Yeah, absolutely. One area of the growth plan, we have a five-year growth plan and we’re entering year two of that growth plan. One area of that growth plan is specifically focused on LearningCounts. This is our national service for what inside of higher education has called “prior learning assessment.” What PLA, or prior learning assessment, means is helping people earn credits for their experiential learning outside of the traditional classroom.

Say you were in marketing for 20 years and you didn’t have a Bachelor’s degree. Instead of sitting through Marketing 101, which you could probably teach, you can build a portfolio of your learning from your experience and you can have that assessed for college credit. Now, CAEL has helped companies, colleges rather, do this across the country for decades. We’ve been around since 1974, helping them both start their own PLA programs, do it better, train faculty across the country to do the assessment of the portfolio.

Recently we launched our own service called “LearningCounts: College credit for what you already know.” We have schools who have agreed to accept CAEL’s credit recommendation. We have learners who are going through our process and submitting portfolios and having those portfolios assessed for college-level credit. The social impact dollars from Heron have allowed us to expand LearningCounts exponentially and really have a business plan behind how to grow LearningCounts. We have specific targets around how many featured network institutions we will reach in the five-year growth plan. How many students we will reach.
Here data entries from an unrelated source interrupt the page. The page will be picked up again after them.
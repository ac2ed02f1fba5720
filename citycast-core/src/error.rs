use thiserror::Error;

/// Failure modes of a single weather lookup.
///
/// Deliberately only two kinds: the caller either supplied nothing to look
/// up, or the lookup itself failed after dispatch. Transport errors,
/// non-success statuses and unparsable bodies are all `Lookup`; callers get
/// the cause chain for diagnostics but no finer public taxonomy. Neither
/// kind is retried here; retrying is the caller issuing a new call.
#[derive(Debug, Error)]
pub enum FetchError {
    /// The city name was empty. Detected before any request is built.
    #[error("no city name was provided")]
    InvalidInput,

    /// The request was dispatched but no complete reading came back.
    #[error("weather lookup for '{city}' failed")]
    Lookup {
        city: String,
        #[source]
        source: anyhow::Error,
    },
}

impl FetchError {
    /// The city the failed lookup was for, when one was dispatched.
    pub fn city(&self) -> Option<&str> {
        match self {
            FetchError::InvalidInput => None,
            FetchError::Lookup { city, .. } => Some(city),
        }
    }
}
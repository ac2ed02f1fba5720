//! Binary crate for the `citycast` command-line tool.
//!
//! This crate focuses on:
//! - Parsing CLI arguments
//! - Interactive configuration and the lookup loop
//! - Human-friendly output formatting

use clap::Parser;
use tracing_subscriber::EnvFilter;

mod cli;

#[tokio::main]
async fn main() -> anyhow::Result<()> {
    let filter = EnvFilter::try_from_default_env().unwrap_or_else(|_| EnvFilter::new("warn"));
    tracing_subscriber::fmt().with_env_filter(filter).init();

    let cmd = cli::Cli::parse();
    cmd.run().await
}
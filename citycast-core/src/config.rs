use anyhow::{Context, Result, anyhow};
use directories::ProjectDirs;
use serde::{Deserialize, Serialize};
use std::{fs, path::PathBuf};

/// Top-level configuration stored on disk.
///
/// Example TOML:
/// ```toml
/// api_key = "..."
/// country = "us"
/// ```
#[derive(Debug, Clone, Serialize, Deserialize, Default)]
pub struct Config {
    /// OpenWeatherMap API key.
    pub api_key: Option<String>,

    /// Optional default country qualifier appended to city lookups,
    /// e.g. "us". A `--country` flag on the command line wins over this.
    pub country: Option<String>,
}

impl Config {
    /// Returns the stored API key, if present.
    pub fn api_key(&self) -> Option<&str> {
        self.api_key.as_deref()
    }

    pub fn is_configured(&self) -> bool {
        self.api_key.is_some()
    }

    /// Load config from disk, or return an empty default if it doesn't exist yet.
    pub fn load() -> Result<Self> {
        let path = Self::config_file_path()?;
        if !path.exists() {
            // First run: no config file, return empty.
            return Ok(Self::default());
        }

        let contents = fs::read_to_string(&path)
            .with_context(|| format!("Failed to read config file: {}", path.display()))?;

        let cfg: Config = toml::from_str(&contents)
            .with_context(|| format!("Failed to parse config file: {}", path.display()))?;

        Ok(cfg)
    }

    /// Save config to disk, creating parent directories as needed.
    pub fn save(&self) -> Result<()> {
        let path = Self::config_file_path()?;

        if let Some(parent) = path.parent() {
            fs::create_dir_all(parent).with_context(|| {
                format!("Failed to create config directory: {}", parent.display())
            })?;
        }

        let toml =
            toml::to_string_pretty(self).context("Failed to serialize configuration to TOML")?;

        fs::write(&path, toml)
            .with_context(|| format!("Failed to write config file: {}", path.display()))?;

        Ok(())
    }

    /// Path to the config file.
    pub fn config_file_path() -> Result<PathBuf> {
        let dirs = ProjectDirs::from("dev", "citycast", "citycast")
            .ok_or_else(|| anyhow!("Could not determine platform config directory"))?;

        Ok(dirs.config_dir().join("config.toml"))
    }
}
This will save, for the individual person what it does is it saves them time and money to completion, and it also is a great motivating factor. If you’ve worked in a field for many years and don’t have the credential behind it, it’s a great motivating factor to be able to say, oh, I actually have college credit from my experience.

Can you tell us a story about what is this look like on the ground? Is there a community or a student adult learner that comes to mind when you think about how this is impactful?

Yeah. I’m going to tell you two stories. The first story is actually about our roots and our founding. Our president and CEO Pam Tate’s brother came back from Vietnam and he was working in a factory job and trying to go to community college. Back at that time, there were no evening courses. There were no online courses. There were no weekend courses. His factory job kept switching his shift. Every couple of weeks, he’d work the night shift, and then every couple weeks he’d work the day shift, and he ended up having to drop out of community college because he had to work to support his family.

Pam, our president, saw the impact on him and his family and his livelihood and she had a different path. She was the first in her family to go to college and graduate. That’s really in our roots. It’s in our DNA. You can see the positive impact it has on people’s lives.

A more recent example is, we had a Learner of the Year at our conference, Tanika, who actually went through our LearningCounts prior learning assessment service. She had dropped out of high school, actually. She got her GED and then she really wanted to go on. She was a single mom at an early age. She was actually working on the railroad as a janitor on Amtrak. There was an older woman who saw in her, possibility. She said, “you don’t want to be me when you’re 65 years old. You go and you do this for yourself and you do it for your daughter.”

She went back to school. She started on that journey. She had taught herself how to code, so she was self-taught, so she did LearningCounts and she earned credit through our LearningCounts service which was a great jump-start on her journey to earn her Bachelor’s degree. Since then, we’ve heard that her daughter is also enrolled in college, so it can have an amazing generational effect as well.

Terrific. Well, thank you so much, Gabi. For Heron.org, this is Toni Johnson.